Problem description -> In the entries below, find each line with the word "ContextLog" and pull it out.

Source material ->
use std::fmt;

use chrono::{DateTime, Utc};
use serde::{Deserialize, Serialize};

use crate::context::ContextLog;
use crate::execution::{ExecutionMode, ExecutionResult};
use crate::validation::ValidationReport;

/// Status marker of a todo item as returned by decomposition.
#[derive(Debug, Clone, Copy, PartialEq, Eq, Serialize, Deserialize)]
#[serde(rename_all = "snake_case")]
pub enum TodoMarker {
    Pending,
    InProgress,
    Done,
}

impl TodoMarker {
    pub fn from_char(c: char) -> Option<Self> {
        match c {
            ' ' => Some(TodoMarker::Pending),
            '-' => Some(TodoMarker::InProgress),
            'x' | 'X' => Some(TodoMarker::Done),
            _ => None,
        }
    }

    pub fn as_char(&self) -> char {
        match self {
            TodoMarker::Pending => ' ',
            TodoMarker::InProgress => '-',
            TodoMarker::Done => 'x',
        }
    }
}

/// A subtask definition parsed from the decomposition todo list, before it
/// is materialized into a `Subtask`.
#[derive(Debug, Clone, PartialEq, Serialize, Deserialize)]
pub struct SubtaskSpec {
    pub description: String,
    /// What the subtask is expected to produce. Empty when the todo item
    /// did not say.
    pub expected_output: String,
    pub marker: TodoMarker,
}

impl SubtaskSpec {
    pub fn new(description: impl Into<String>) -> Self {
        Self {
            description: description.into(),
            expected_output: String::new(),
            marker: TodoMarker::Pending,
        }
    }

    pub fn with_expected_output(mut self, expected: impl Into<String>) -> Self {
        self.expected_output = expected.into();
        self
    }
}

#[derive(Debug, Clone, Copy, PartialEq, Eq, Serialize, Deserialize)]
#[serde(rename_all = "snake_case")]
pub enum SubtaskState {
    Pending,
    InfoGathering,
    Executing,
    Validating,
    Completed,
    Failed,
}

impl SubtaskState {
    pub fn as_str(&self) -> &'static str {
        match self {
            SubtaskState::Pending => "pending",
            SubtaskState::InfoGathering => "info_gathering",
            SubtaskState::Executing => "executing",
            SubtaskState::Validating => "validating",
            SubtaskState::Completed => "completed",
            SubtaskState::Failed => "failed",
        }
    }

    pub fn parse_str(s: &str) -> Option<Self> {
        match s {
            "pending" => Some(SubtaskState::Pending),
            "info_gathering" => Some(SubtaskState::InfoGathering),
            "executing" => Some(SubtaskState::Executing),
            "validating" => Some(SubtaskState::Validating),
            "completed" => Some(SubtaskState::Completed),
            "failed" => Some(SubtaskState::Failed),
            _ => None,
        }
    }

    pub fn is_terminal(&self) -> bool {
        matches!(self, SubtaskState::Completed | SubtaskState::Failed)
    }
}

impl fmt::Display for SubtaskState {
    fn fmt(&self, f: &mut fmt::Formatter<'_>) -> fmt::Result {
        f.write_str(self.as_str())
    }
}

/// Why a subtask attempt ended in `Failed`.
#[derive(Debug, Clone, Copy, PartialEq, Eq, Serialize, Deserialize)]
#[serde(rename_all = "snake_case")]
pub enum FailureKind {
    Dispatch,
    ToolExecution,
    Generation,
    ValidationRejected,
    Cancelled,
}

impl FailureKind {
    pub fn as_str(&self) -> &'static str {
        match self {
            FailureKind::Dispatch => "dispatch",
            FailureKind::ToolExecution => "tool_execution",
            FailureKind::Generation => "generation",
            FailureKind::ValidationRejected => "validation_rejected",
            FailureKind::Cancelled => "cancelled",
        }
    }
}

impl fmt::Display for FailureKind {
    fn fmt(&self, f: &mut fmt::Formatter<'_>) -> fmt::Result {
        f.write_str(self.as_str())
    }
}

#[derive(Debug, Clone, PartialEq, Serialize, Deserialize)]
pub struct Failure {
    pub kind: FailureKind,
    pub message: String,
}

impl fmt::Display for Failure {
    fn fmt(&self, f: &mut fmt::Formatter<'_>) -> fmt::Result {
        write!(f, "{}: {}", self.kind, self.message)
    }
}

/// Category of a non-fatal error recorded against a subtask.
#[derive(Debug, Clone, Copy, PartialEq, Eq, Serialize, Deserialize)]
#[serde(rename_all = "snake_case")]
pub enum ErrorKind {
    InfoGathering,
    Dispatch,
    ToolExecution,
    Generation,
    Validation,
}

impl ErrorKind {
    pub fn as_str(&self) -> &'static str {
        match self {
            ErrorKind::InfoGathering => "info_gathering",
            ErrorKind::Dispatch => "dispatch",
            ErrorKind::ToolExecution => "tool_execution",
            ErrorKind::Generation => "generation",
            ErrorKind::Validation => "validation",
        }
    }
}

#[derive(Debug, Clone, PartialEq, Serialize, Deserialize)]
pub struct ErrorRecord {
    pub kind: ErrorKind,
    pub message: String,
    pub at: DateTime<Utc>,
}

#[derive(Debug, Clone, PartialEq, Serialize, Deserialize)]
pub struct StateTransition {
    pub from: SubtaskState,
    pub to: SubtaskState,
    pub at: DateTime<Utc>,
}

/// One unit of decomposed work inside a run.
///
/// State, context, mode, result and reports are only mutated through
/// `Lifecycle`, which encodes the legal transitions in its type parameter.
#[derive(Debug, Clone, PartialEq, Serialize, Deserialize)]
pub struct Subtask {
    pub id: String,
    pub run_id: String,
    /// 0-based position within the run.
    pub position: u32,
    pub description: String,
    pub expected_output: String,
    pub(crate) context: ContextLog,
    pub(crate) state: SubtaskState,
    pub(crate) mode: Option<ExecutionMode>,
    pub(crate) result: Option<ExecutionResult>,
    pub(crate) reports: Vec<ValidationReport>,
    pub(crate) attempts: u32,
    pub(crate) failure: Option<Failure>,
    pub(crate) errors: Vec<ErrorRecord>,
    pub(crate) history: Vec<StateTransition>,
    pub created_at: DateTime<Utc>,
    pub updated_at: DateTime<Utc>,
}

impl Subtask {
    pub fn new(run_id: impl Into<String>, position: u32, spec: &SubtaskSpec) -> Self {
        let now = Utc::now();
        Self {
            id: uuid::Uuid::new_v4().to_string(),
            run_id: run_id.into(),
            position,
            description: spec.description.clone(),
            expected_output: spec.expected_output.clone(),
            context: ContextLog::new(),
            state: SubtaskState::Pending,
            mode: None,
            result: None,
            reports: Vec::new(),
            attempts: 0,
            failure: None,
            errors: Vec::new(),
            history: Vec::new(),
            created_at: now,
            updated_at: now,
        }
    }

    pub fn state(&self) -> SubtaskState {
        self.state
    }

    pub fn context(&self) -> &ContextLog {
        &self.context
    }

    pub fn mode(&self) -> Option<ExecutionMode> {
        self.mode
    }

    pub fn result(&self) -> Option<&ExecutionResult> {
        self.result.as_ref()
    }

    /// Payload of a successful result, if any.
    pub fn payload(&self) -> Option<&str> {
        self.result
            .as_ref()
            .filter(|r| r.success)
            .and_then(|r| r.payload.as_deref())
    }

    /// Latest validation report.
    pub fn validation(&self) -> Option<&ValidationReport> {
        self.reports.last()
    }

    /// Every report produced, oldest first.
    pub fn reports(&self) -> &[ValidationReport] {
        &self.reports
    }

    /// Number of times this subtask has entered `Executing`.
    pub fn attempts(&self) -> u32 {
        self.attempts
    }

    pub fn failure(&self) -> Option<&Failure> {
        self.failure.as_ref()
    }

    pub fn errors(&self) -> &[ErrorRecord] {
        &self.errors
    }

    pub fn history(&self) -> &[StateTransition] {
        &self.history
    }

    /// Whether the subtask ever entered `state`.
    pub fn visited(&self, state: SubtaskState) -> bool {
        self.history.iter().any(|t| t.to == state)
    }

    /// Append to the error log. Errors are never removed.
    pub fn record_error(&mut self, kind: ErrorKind, message: impl Into<String>) {
        self.errors.push(ErrorRecord {
            kind,
            message: message.into(),
            at: Utc::now(),
        });
        self.updated_at = Utc::now();
    }
}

Answer to the problem ->
use crate::context::ContextLog;
    pub(crate) context: ContextLog,
            context: ContextLog::new(),
    pub fn context(&self) -> &ContextLog {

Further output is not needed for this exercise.